Eagle Rock Entertainments release of this show (in conjunction with their ongoing Live at Montreaux series) is exceptional. The 1.78:1 anamorphic widescreen image is wonderfully crisp and colorful. We get lots of amazing details, like the indentations on the rhythm section's drums, and the overall presentation has a "you are there" kind of feel. Nowhere is this truer than on the sonic side of the DVD. While both the Stereo PCM and Dolby Digital 5.1 are excellent, it's the delicious DTS track that wins the day. Recreating the concert ambiance with perfect separation among the instruments and a healthy dose of spatial relativity, this is the closest one can come to hearing Seu Jorge live sans seeing him perform on stage. While the only extra is a nice insert with some exceptional liner notes, this is a terrific title, technically speaking.

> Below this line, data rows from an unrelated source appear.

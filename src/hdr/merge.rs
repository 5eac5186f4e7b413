//! Per-pixel HDR merge

use std::time::Instant;

use tracing::{instrument, warn};

use super::check::RejectReason;
use crate::frame::{Extension, Frame, FrameAllocator, Frameset};
use crate::HdrConfig;

/// Open interval of infrared intensities treated as neither under- nor
/// over-saturated
#[derive(Debug, Clone, Copy, PartialEq, Eq)]
pub struct IrWindow {
    pub under_saturated: u8,
    pub over_saturated: u8,
}

impl IrWindow {
    pub fn new(under_saturated: u8, over_saturated: u8) -> Self {
        Self {
            under_saturated,
            over_saturated,
        }
    }

    #[inline]
    pub fn is_valid(&self, ir: u8) -> bool {
        ir > self.under_saturated && ir < self.over_saturated
    }
}

impl Default for IrWindow {
    fn default() -> Self {
        Self::from(&HdrConfig::default())
    }
}

impl From<&HdrConfig> for IrWindow {
    fn from(config: &HdrConfig) -> Self {
        Self::new(config.ir_under_saturated, config.ir_over_saturated)
    }
}

/// First exposure wins when it has a return, second fills holes
#[inline]
pub fn select(d0: u16, d1: u16) -> u16 {
    if d0 != 0 {
        d0
    } else {
        d1
    }
}

/// Like [`select`], but a sample only counts when its IR is in the window
#[inline]
pub fn select_with_ir(d0: u16, ir0: u8, d1: u16, ir1: u8, window: IrWindow) -> u16 {
    if window.is_valid(ir0) && d0 != 0 {
        d0
    } else if window.is_valid(ir1) && d1 != 0 {
        d1
    } else {
        0
    }
}

/// Result of a merge attempt
#[derive(Debug, Clone)]
pub enum MergeOutput {
    Merged(Frame),
    /// No buffer could be allocated; carries the first frameset unchanged
    Unmerged(Frameset),
    /// The pair has no readable depth to merge
    Rejected(RejectReason),
}

/// Merges a checked pair into a new depth frame shaped like the first
/// depth frame. Infrared samples are read only when `use_ir` is set.
#[instrument(skip(allocator, first, second, window))]
pub fn merge(
    allocator: &dyn FrameAllocator,
    first: &Frameset,
    second: &Frameset,
    use_ir: bool,
    window: IrWindow,
) -> MergeOutput {
    let start = Instant::now();

    let (Some(first_depth), Some(second_depth)) = (first.depth_frame(), second.depth_frame())
    else {
        return MergeOutput::Rejected(RejectReason::MissingDepth);
    };
    let (d0, d1) = match (first_depth.as_depth(), second_depth.as_depth()) {
        (Ok(d0), Ok(d1)) => (d0, d1),
        (Err(e), _) | (_, Err(e)) => {
            warn!("Depth frame unreadable, skipping merge: {}", e);
            return MergeOutput::Rejected(RejectReason::UnreadableDepth);
        }
    };

    let profile = *first_depth.profile();
    let Some(mut out) = allocator.allocate_video_frame(
        profile,
        first_depth,
        profile.bytes_per_pixel(),
        profile.width,
        profile.height,
        profile.stride_bytes,
        Extension::DepthFrame,
    ) else {
        warn!(
            "Failed to allocate {}x{} merged depth frame",
            profile.width, profile.height
        );
        return MergeOutput::Unmerged(first.clone());
    };
    out.set_sensor(first_depth.sensor());

    let ir = if use_ir {
        first
            .infrared_frame()
            .zip(second.infrared_frame())
            .and_then(|(a, b)| Some((a.as_infrared().ok()?, b.as_infrared().ok()?)))
    } else {
        None
    };

    let pixels = d0.samples().zip(d1.samples());
    match ir {
        Some((i0, i1)) => {
            let guided = pixels.zip(i0.samples().iter().zip(i1.samples()));
            for (i, ((a, b), (&ia, &ib))) in guided.enumerate() {
                out.put_u16(i, select_with_ir(a, ia, b, ib, window));
            }
        }
        None => {
            for (i, (a, b)) in pixels.enumerate() {
                out.put_u16(i, select(a, b));
            }
        }
    }

    metrics::histogram!("hdr_merge_merge_time_us").record(start.elapsed().as_micros() as f64);
    MergeOutput::Merged(out.freeze())
}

With seemingly endless opportunities both in music and movies, it will be interesting to see where Seu Jorge turns up next. If you enjoyed his presence in City of God or The Life Aquatic, this must-see musical experience will definitely broaden your appreciation of the actor/artist. If it's his songs and sound that move you, there's no reason not to revisit his muse in all its dynamic, digital glory. Seu Jorge Live at Montreaux 2005 is a fascinating way to experience an equally compelling performer. It's truly a celebration of one man's desire to rise above. Thank God he succeeded.